-- Data section follows --
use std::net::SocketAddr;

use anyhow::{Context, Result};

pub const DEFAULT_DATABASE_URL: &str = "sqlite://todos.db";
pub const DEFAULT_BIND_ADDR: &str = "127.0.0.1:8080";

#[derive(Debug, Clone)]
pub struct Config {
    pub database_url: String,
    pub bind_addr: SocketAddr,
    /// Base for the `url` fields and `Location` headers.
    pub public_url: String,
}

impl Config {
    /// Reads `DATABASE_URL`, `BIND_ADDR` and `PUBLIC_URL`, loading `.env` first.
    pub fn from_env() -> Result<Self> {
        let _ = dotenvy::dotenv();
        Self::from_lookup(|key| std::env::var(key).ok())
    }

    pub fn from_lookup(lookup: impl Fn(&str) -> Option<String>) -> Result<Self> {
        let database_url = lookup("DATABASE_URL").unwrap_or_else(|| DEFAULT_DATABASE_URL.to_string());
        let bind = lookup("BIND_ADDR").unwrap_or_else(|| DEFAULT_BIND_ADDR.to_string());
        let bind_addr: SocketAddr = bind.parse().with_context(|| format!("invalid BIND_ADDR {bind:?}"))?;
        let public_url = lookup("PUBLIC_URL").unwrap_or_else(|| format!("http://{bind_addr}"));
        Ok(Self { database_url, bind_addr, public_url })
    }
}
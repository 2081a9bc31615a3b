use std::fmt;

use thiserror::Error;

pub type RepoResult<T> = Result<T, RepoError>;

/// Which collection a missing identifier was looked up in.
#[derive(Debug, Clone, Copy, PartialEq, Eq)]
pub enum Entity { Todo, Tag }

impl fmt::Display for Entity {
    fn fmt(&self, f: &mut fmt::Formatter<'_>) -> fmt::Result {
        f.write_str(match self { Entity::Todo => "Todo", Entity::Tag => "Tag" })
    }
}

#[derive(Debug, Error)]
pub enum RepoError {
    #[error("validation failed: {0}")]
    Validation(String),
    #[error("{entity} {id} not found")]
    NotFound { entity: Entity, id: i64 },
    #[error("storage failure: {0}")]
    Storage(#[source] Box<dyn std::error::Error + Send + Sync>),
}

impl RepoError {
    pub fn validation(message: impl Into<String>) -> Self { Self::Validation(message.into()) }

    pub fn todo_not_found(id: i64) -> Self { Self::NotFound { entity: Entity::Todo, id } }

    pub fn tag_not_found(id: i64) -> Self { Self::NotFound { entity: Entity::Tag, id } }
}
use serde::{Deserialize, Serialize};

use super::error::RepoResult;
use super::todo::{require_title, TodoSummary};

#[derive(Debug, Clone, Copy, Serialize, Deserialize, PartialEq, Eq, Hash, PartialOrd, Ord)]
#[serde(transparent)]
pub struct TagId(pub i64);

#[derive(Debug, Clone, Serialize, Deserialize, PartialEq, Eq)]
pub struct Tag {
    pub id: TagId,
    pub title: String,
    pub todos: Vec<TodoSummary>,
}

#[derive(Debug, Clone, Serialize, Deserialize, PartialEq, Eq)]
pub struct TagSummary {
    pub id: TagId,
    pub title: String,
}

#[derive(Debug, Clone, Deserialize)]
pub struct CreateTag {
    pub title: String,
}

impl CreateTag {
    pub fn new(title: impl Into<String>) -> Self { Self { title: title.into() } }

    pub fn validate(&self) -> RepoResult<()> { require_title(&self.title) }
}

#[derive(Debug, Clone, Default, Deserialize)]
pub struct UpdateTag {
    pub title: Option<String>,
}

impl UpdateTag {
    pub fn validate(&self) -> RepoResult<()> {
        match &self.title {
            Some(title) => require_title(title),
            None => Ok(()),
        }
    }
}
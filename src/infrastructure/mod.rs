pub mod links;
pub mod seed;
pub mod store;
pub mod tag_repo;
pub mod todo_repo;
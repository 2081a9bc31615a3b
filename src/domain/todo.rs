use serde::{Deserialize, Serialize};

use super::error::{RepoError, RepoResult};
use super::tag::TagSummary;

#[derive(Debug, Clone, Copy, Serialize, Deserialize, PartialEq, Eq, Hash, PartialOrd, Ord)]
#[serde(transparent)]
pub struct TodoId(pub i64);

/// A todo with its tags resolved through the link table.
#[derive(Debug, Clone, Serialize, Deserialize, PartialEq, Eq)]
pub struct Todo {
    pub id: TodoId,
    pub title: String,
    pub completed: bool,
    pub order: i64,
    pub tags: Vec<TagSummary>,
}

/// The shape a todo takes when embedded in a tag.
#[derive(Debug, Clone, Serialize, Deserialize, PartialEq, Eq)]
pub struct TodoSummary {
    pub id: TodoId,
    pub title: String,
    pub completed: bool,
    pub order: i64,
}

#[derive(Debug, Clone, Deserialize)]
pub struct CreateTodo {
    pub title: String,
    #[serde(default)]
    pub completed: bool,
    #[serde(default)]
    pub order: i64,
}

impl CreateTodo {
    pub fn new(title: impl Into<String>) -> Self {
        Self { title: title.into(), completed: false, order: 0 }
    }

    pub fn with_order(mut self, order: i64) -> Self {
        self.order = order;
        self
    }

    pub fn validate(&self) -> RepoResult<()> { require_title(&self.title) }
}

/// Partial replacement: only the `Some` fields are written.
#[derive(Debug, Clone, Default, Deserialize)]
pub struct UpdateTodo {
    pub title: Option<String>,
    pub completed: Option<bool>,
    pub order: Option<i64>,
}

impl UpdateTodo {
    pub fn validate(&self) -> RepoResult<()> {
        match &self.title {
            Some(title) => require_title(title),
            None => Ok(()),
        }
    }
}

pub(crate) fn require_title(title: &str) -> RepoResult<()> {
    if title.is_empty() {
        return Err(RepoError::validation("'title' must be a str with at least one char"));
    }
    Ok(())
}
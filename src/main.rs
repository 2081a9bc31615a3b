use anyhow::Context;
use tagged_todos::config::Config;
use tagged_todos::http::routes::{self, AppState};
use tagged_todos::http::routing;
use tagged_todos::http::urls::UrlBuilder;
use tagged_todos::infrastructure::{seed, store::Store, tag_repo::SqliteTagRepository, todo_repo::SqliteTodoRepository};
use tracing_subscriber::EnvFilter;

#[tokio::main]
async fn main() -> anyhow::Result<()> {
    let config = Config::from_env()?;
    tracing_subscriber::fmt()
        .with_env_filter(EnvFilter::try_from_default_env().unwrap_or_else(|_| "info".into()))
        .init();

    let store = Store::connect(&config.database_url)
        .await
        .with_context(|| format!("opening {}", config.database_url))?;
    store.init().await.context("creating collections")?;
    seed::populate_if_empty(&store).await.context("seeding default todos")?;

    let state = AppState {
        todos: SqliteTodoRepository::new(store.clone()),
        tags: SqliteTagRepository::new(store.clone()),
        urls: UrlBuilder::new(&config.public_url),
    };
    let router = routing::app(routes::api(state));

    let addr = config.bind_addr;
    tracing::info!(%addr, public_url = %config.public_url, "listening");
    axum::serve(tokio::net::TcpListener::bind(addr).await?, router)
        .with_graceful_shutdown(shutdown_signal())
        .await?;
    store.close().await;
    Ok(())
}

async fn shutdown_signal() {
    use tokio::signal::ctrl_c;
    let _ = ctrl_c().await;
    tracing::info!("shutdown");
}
-- Data section concluded --
-- Data section follows --
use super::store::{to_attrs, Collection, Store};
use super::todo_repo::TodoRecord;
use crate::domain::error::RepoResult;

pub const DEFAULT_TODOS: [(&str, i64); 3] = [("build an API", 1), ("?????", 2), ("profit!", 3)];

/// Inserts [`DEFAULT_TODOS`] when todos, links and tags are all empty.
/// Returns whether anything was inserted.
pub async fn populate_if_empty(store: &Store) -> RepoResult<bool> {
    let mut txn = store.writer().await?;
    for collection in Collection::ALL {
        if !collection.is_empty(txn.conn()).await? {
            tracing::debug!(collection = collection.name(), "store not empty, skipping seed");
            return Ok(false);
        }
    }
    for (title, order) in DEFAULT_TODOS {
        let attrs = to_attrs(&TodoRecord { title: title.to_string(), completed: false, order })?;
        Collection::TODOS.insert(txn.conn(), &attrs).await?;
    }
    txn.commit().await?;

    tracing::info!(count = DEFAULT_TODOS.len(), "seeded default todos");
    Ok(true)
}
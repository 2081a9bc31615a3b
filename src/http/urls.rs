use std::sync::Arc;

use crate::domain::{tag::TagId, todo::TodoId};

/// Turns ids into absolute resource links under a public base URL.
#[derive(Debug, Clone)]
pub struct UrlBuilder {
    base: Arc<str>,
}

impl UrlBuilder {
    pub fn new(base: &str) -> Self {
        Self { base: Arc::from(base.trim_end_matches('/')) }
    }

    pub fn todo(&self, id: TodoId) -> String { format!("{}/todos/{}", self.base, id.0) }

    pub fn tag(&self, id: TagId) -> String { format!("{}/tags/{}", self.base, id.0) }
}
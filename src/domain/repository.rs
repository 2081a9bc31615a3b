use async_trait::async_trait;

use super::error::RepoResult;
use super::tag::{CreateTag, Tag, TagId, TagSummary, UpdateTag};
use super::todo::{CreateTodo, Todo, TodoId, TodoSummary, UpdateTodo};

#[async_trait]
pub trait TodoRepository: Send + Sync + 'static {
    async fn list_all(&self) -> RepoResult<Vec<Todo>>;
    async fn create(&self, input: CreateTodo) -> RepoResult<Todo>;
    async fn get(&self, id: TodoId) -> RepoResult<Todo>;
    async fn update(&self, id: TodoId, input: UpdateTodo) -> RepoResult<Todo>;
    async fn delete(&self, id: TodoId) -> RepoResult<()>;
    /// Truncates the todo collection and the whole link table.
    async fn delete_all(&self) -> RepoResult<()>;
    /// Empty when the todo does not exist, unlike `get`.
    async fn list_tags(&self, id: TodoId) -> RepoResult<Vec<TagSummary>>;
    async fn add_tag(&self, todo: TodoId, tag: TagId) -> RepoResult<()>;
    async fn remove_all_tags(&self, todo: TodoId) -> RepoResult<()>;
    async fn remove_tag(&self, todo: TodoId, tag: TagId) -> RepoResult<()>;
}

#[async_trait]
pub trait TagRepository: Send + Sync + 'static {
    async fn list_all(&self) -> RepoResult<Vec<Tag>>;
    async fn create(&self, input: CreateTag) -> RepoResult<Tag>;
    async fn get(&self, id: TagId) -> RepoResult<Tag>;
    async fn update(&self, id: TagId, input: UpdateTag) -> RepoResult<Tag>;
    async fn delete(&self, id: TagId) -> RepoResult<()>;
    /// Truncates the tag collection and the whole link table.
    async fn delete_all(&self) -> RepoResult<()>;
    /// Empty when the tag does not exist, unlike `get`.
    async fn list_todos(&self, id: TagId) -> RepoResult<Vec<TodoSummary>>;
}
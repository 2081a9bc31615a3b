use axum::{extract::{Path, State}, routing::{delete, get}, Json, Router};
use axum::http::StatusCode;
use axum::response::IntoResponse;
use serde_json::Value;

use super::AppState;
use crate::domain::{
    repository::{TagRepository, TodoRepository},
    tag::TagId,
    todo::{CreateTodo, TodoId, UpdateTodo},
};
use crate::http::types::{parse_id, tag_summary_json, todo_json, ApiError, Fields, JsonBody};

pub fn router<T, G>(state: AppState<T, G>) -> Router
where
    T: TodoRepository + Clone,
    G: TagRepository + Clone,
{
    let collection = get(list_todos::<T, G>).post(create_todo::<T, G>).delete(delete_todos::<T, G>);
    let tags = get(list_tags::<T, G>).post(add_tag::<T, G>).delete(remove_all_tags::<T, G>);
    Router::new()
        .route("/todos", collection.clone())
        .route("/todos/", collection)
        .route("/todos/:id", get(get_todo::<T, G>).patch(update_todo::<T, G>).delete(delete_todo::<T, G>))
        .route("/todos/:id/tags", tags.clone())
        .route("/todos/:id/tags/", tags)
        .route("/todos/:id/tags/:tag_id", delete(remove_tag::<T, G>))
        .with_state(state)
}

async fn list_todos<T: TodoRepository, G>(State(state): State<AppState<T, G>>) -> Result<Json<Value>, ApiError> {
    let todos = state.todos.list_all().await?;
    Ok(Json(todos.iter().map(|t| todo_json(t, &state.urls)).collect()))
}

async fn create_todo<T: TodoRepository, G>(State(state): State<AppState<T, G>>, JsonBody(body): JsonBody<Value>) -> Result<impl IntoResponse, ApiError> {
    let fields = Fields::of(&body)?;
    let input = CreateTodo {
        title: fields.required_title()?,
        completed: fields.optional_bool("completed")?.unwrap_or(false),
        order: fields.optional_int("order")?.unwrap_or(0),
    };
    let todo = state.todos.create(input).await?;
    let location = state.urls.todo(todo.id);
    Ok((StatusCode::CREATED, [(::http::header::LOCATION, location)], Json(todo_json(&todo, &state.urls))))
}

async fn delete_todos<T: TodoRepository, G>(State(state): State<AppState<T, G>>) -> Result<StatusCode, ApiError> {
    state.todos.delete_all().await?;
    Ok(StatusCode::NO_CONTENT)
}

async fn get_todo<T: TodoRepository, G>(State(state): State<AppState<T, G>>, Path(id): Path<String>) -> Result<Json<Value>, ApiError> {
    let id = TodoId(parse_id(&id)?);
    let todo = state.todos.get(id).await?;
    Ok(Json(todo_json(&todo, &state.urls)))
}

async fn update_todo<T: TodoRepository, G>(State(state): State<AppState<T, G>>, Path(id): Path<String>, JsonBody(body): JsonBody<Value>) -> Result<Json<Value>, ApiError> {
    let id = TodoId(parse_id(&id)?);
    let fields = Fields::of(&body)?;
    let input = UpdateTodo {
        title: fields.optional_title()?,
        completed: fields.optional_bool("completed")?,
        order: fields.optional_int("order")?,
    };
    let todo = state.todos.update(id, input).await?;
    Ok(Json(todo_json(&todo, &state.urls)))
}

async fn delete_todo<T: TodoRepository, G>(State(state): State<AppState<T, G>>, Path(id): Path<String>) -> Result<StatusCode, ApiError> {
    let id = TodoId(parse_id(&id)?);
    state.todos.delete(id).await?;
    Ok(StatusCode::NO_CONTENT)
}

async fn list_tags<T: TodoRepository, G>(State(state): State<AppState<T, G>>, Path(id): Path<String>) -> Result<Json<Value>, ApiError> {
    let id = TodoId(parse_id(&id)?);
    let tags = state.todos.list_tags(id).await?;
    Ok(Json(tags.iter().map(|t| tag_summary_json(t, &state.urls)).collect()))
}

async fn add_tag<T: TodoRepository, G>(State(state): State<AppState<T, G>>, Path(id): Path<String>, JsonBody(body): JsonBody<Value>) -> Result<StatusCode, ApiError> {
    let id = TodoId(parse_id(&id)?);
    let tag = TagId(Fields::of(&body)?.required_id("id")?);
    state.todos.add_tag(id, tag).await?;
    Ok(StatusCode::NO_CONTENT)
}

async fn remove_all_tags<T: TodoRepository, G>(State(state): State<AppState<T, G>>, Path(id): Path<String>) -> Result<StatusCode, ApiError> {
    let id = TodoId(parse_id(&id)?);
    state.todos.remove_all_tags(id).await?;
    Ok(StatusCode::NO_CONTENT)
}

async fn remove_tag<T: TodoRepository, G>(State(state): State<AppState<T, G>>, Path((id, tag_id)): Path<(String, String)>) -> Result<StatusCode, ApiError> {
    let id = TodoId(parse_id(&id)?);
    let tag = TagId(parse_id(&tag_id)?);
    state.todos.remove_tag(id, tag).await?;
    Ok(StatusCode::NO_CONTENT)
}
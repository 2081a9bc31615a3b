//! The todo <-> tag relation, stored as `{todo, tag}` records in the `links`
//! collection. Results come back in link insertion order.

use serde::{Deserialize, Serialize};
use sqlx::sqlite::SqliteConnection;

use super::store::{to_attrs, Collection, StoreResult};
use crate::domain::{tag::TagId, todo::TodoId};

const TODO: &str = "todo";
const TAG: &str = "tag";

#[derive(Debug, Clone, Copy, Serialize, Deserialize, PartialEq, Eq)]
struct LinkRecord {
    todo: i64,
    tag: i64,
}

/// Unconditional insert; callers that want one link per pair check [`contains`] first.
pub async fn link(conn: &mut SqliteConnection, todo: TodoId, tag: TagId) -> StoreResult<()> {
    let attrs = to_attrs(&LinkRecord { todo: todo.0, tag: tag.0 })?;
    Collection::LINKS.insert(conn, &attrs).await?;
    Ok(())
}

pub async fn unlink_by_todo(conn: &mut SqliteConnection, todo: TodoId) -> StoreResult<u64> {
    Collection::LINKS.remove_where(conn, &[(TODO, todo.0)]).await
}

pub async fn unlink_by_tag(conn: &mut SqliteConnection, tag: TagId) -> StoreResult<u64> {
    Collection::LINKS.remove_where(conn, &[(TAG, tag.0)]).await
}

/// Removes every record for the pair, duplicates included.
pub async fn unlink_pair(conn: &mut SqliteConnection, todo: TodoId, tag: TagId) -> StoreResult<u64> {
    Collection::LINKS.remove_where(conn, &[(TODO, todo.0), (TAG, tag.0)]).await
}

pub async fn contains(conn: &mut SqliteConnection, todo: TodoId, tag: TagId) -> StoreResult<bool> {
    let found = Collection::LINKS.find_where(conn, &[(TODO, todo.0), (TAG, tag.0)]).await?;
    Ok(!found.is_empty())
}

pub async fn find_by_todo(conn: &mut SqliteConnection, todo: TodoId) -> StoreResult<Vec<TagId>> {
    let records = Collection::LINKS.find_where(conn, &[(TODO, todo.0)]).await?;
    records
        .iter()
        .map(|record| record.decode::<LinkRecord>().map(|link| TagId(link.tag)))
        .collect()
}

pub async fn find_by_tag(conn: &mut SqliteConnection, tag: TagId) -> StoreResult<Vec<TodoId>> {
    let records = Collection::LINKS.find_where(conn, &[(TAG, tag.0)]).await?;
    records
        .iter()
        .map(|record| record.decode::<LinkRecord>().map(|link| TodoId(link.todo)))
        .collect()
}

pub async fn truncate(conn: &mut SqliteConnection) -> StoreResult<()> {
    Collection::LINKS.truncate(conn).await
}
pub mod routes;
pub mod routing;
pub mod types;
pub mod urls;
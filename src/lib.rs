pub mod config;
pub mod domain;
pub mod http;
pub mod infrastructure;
-- Data section concluded --
▶ **Work required**
Set down, exactly as they appear above, all lines from the one that has "pub fn from_env()" down to the one that has "let bind_addr: SocketAddr", including those two and no others.

▶ **Written solution**
    pub fn from_env() -> Result<Self> {
        let _ = dotenvy::dotenv();
        Self::from_lookup(|key| std::env::var(key).ok())
    }

    pub fn from_lookup(lookup: impl Fn(&str) -> Option<String>) -> Result<Self> {
        let database_url = lookup("DATABASE_URL").unwrap_or_else(|| DEFAULT_DATABASE_URL.to_string());
        let bind = lookup("BIND_ADDR").unwrap_or_else(|| DEFAULT_BIND_ADDR.to_string());
        let bind_addr: SocketAddr = bind.parse().with_context(|| format!("invalid BIND_ADDR {bind:?}"))?;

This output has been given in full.